At the first dâk bungalow which sheltered me after leaving Jalpaiguri we had a splendid view of this magnificent mountain; and I overheard my orderly, Draj Khan, who had been with me in Darjeeling and had seen it from there, explaining to the Rajput sepoy with us that it was composed entirely of ice. The latter, a man from the sandy deserts of Bikanir, never having seen snow or more ice than a small lump in some native liquor-dealer's shop in the bazaar, refused to believe Draj's statement and appealed to me. I found it no easy task to explain the mystery of the Everlasting Snows to the intellect of this more or less untutored savage; and I fear that he understood me even less than he did Draj Khan's explanation. Natural physical phenomena that we accept as articles of belief we find not so easy to make clear to the minds of uneducated people. The Pathan subhedar-major of my regiment rejected my account of the causes of earthquakes in favour of his own theory that they arise from the movements of a dragon slumbering in the centre of the earth and occasionally shaking itself or turning round in its sleep.

I found my journey day by day along the road interesting from the many types of natives whom I passed. Brown-skinned peasants, many clad simply in a cotton cloth wound round the waist and between the legs, and puggris tied loosely about their heads, saluted me respectfully as I rode by. Native women, nose-ringed and glass-braceletted, modestly drew their saris over their dark faces to hide their problematical beauty from my profane gaze. Naked little brown urchins with them stopped to gaze, finger in mouth, at the Sahib and scampered off in simulated fear when I waved my hand to them, but halted at a safe distance to wave back laughingly. Bearded Mohammedans uttered a "Salaam Aleikoum"[8] and grinned with pleasure at the correct reply "Aleikoum salaam."[9] Groups of lean-shanked jungle-dwellers shuffled by, the men unencumbered, the ragged women laden with cooking-pots, babies, and other possessions. Once or twice I passed a tall, stately Pathan, long-haired and hook-nosed, clad in baggy trousers, gold-laced velvet waistcoat and voluminous turban. These gave me a cheery salutation, with no trace of servility; for the Pathan is of a haughty race and thinks himself any man's equal.

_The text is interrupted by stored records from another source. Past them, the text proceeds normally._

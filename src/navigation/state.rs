use nalgebra::Vector4;

use crate::{
    apriori::geodetic_to_ecef,
    prelude::{ReceiverSeed, Vector3},
};

/// Receiver [State], threaded through the WLSQ iterations by value.
#[derive(Debug, Default, Copy, Clone, PartialEq)]
pub(crate) struct State {
    /// Longitude (decimal degrees)
    pub longitude_ddeg: f64,
    /// Latitude (decimal degrees)
    pub latitude_ddeg: f64,
    /// Altitude (meters)
    pub altitude_m: f64,
    /// Receiver clock bias (meters)
    pub clock_bias_m: f64,
    /// Accumulated (East, North, Up) corrections since the seed (meters)
    pub error_enu_m: Vector3<f64>,
}

impl State {
    /// Initial [State], located at the [ReceiverSeed], with null clock and accumulators.
    pub fn from_seed(seed: &ReceiverSeed) -> Self {
        Self {
            longitude_ddeg: seed.longitude_ddeg,
            latitude_ddeg: seed.latitude_ddeg,
            altitude_m: seed.altitude_m,
            clock_bias_m: 0.0,
            error_enu_m: Vector3::zeros(),
        }
    }

    /// Current position in meters ECEF.
    pub fn ecef(&self) -> Vector3<f64> {
        geodetic_to_ecef(self.longitude_ddeg, self.latitude_ddeg, self.altitude_m)
    }

    /// Horizontal position error: magnitude of the accumulated East/North corrections.
    pub fn hpe_m(&self) -> f64 {
        self.error_enu_m[0].hypot(self.error_enu_m[1])
    }

    /// Vertical position error: magnitude of the accumulated Up correction.
    pub fn vpe_m(&self) -> f64 {
        self.error_enu_m[2].abs()
    }

    /// Applies correction `dx` = (East, North, Up, clock) in meters
    /// and returns the updated [State]. Latitude is advanced first,
    /// the longitude scale factor uses the updated latitude.
    pub fn update(self, dx: &Vector4<f64>, earth_radius_m: f64) -> Self {
        let dlat_rad = dx[1] / earth_radius_m;
        let latitude_ddeg = self.latitude_ddeg + dlat_rad.to_degrees();

        let dlon_rad = dx[0] / (earth_radius_m * latitude_ddeg.to_radians().cos());

        Self {
            longitude_ddeg: self.longitude_ddeg + dlon_rad.to_degrees(),
            latitude_ddeg,
            altitude_m: self.altitude_m + dx[2],
            clock_bias_m: self.clock_bias_m + dx[3],
            error_enu_m: self.error_enu_m + Vector3::new(dx[0], dx[1], dx[2]),
        }
    }
}

#[cfg(test)]
mod test {
    use super::State;
    use crate::prelude::ReceiverSeed;
    use nalgebra::Vector4;

    const R: f64 = 6_371_000.0;

    #[test]
    fn seed_state() {
        let seed = ReceiverSeed::from_geo(2.0, 41.0, 100.0);
        let state = State::from_seed(&seed);
        assert_eq!(state.longitude_ddeg, 2.0);
        assert_eq!(state.latitude_ddeg, 41.0);
        assert_eq!(state.altitude_m, 100.0);
        assert_eq!(state.clock_bias_m, 0.0);
        assert_eq!(state.hpe_m(), 0.0);
        assert_eq!(state.vpe_m(), 0.0);
        assert_eq!(state.ecef(), seed.ecef());
    }

    #[test]
    fn state_update() {
        let initial = State::from_seed(&ReceiverSeed::from_geo(0.0, 60.0, 0.0));

        let dx = Vector4::new(3.0, 4.0, -2.0, 10.0);
        let state = initial.update(&dx, R);

        // seed is left untouched
        assert_eq!(initial.latitude_ddeg, 60.0);

        let dlat = (4.0 / R).to_degrees();
        let dlon = (3.0 / (R * (60.0 + dlat).to_radians().cos())).to_degrees();

        assert!((state.latitude_ddeg - 60.0 - dlat).abs() < 1.0E-12);
        assert!((state.longitude_ddeg - dlon).abs() < 1.0E-12);
        assert_eq!(state.altitude_m, -2.0);
        assert_eq!(state.clock_bias_m, 10.0);
        assert!((state.hpe_m() - 5.0).abs() < 1.0E-12);
        assert_eq!(state.vpe_m(), 2.0);

        // accumulators sum every correction
        let state = state.update(&Vector4::new(-3.0, -4.0, 2.0, 0.0), R);
        assert!(state.hpe_m().abs() < 1.0E-12);
        assert!(state.vpe_m().abs() < 1.0E-12);
        assert_eq!(state.clock_bias_m, 10.0);
    }

    #[test]
    fn longitude_scaled_at_updated_latitude() {
        let initial = State::from_seed(&ReceiverSeed::from_geo(10.0, 0.0, 0.0));

        // one degree north and 1km east, in a single step
        let dn = R * 1.0_f64.to_radians();
        let state = initial.update(&Vector4::new(1000.0, dn, 0.0, 0.0), R);

        assert!((state.latitude_ddeg - 1.0).abs() < 1.0E-9);

        let expected = 10.0 + (1000.0 / (R * 1.0_f64.to_radians().cos())).to_degrees();
        assert!((state.longitude_ddeg - expected).abs() < 1.0E-12);

        // equator scaling would land elsewhere
        let equator = 10.0 + (1000.0 / R).to_degrees();
        assert!((state.longitude_ddeg - equator).abs() > 1.0E-9);
    }
}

These individuals had wandered far from their homes among the mountains beyond the North-West Frontier to make small fortunes as usurers among the simple peasants of Bengal. Small boys herding cattle drove their black buffaloes to one side of the road to let me pass, fearlessly beating with shrill cries the savage-looking animals which seemed inclined to charge my pony. Heavy carts, their wheels solid discs of wood, drawn by stolid white bullocks, lumbered noisily along, the drivers twisting the byles' tails to accelerate their speed. Although I was in so-called disaffected Eastern Bengal I met with no rudeness or black looks; for the sedition carefully fostered among the feather-headed young Bengali students has not affected the simple cultivators of the soil, who still respect the white man and look confidently to the Sahibs for justice. Even well-fed babus on the road stopped and closed their umbrellas, a native sign of respect, and were always ready to answer my questions or enter into a chat.

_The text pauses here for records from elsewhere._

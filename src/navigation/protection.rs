use nalgebra::Matrix4;

use crate::prelude::Config;

/// Integrity bounds of the Precision Approach solution,
/// derived from the position error covariance D = (Gᵗ.W.G)⁻¹.
#[derive(Debug, Clone, Default, Copy, PartialEq)]
pub struct ProtectionLevels {
    /// Horizontal Protection Level (meters)
    pub hpl_m: f64,
    /// Vertical Protection Level (meters)
    pub vpl_m: f64,
}

impl ProtectionLevels {
    /// Builds [ProtectionLevels] from D, with the multipliers defined in [Config].
    pub(crate) fn new(cfg: &Config, d: &Matrix4<f64>) -> Self {
        let (d_ee, d_nn, d_en, d_uu) = (d[(0, 0)], d[(1, 1)], d[(0, 1)], d[(2, 2)]);

        // semi major axis of the horizontal error ellipse
        let d_major = ((d_ee + d_nn) / 2.0
            + (((d_ee - d_nn) / 2.0).powi(2) + d_en.powi(2)).sqrt())
        .sqrt();

        Self {
            hpl_m: cfg.kh_pa * d_major,
            vpl_m: cfg.kv_pa * d_uu.sqrt(),
        }
    }

    /// Horizontal and vertical safety indices for given position errors.
    pub fn safety_indices(&self, hpe_m: f64, vpe_m: f64) -> (f64, f64) {
        (safety_index(hpe_m, self.hpl_m), safety_index(vpe_m, self.vpl_m))
    }
}

fn safety_index(error_m: f64, protection_m: f64) -> f64 {
    if error_m == 0.0 {
        0.0
    } else {
        error_m.abs() / protection_m
    }
}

Every day after completing ten or twelve miles of my sketch I halted at a dâk bungalow or pitched my tent. My servants and elephant had usually arrived before me; and I found my breakfast of biscuit, tinned meat and tea, occasionally supplemented by eggs from the nearest village, awaiting me. My orderly, scouting on ahead on my bicycle, had sought for information of sport; and, if the prospects of it were good, I took my gun or rifle and went out in search of something to shoot. But in such well-cultivated country there was very little game.

At one village near which I halted for the night I heard that a man-eating tiger was lurking in the neighbourhood. It had killed two natives on the road within the week. Of course I went out to look for it, but with scant hope of finding it, as I could only stay a day in the place. Mounting my elephant I started after breakfast and beat through all the small patches of jungle for miles round and along the banks of a small stream flowing by the village. But, though I hunted until after dusk, I found no traces of it, and returned disappointed to the dâk bungalow.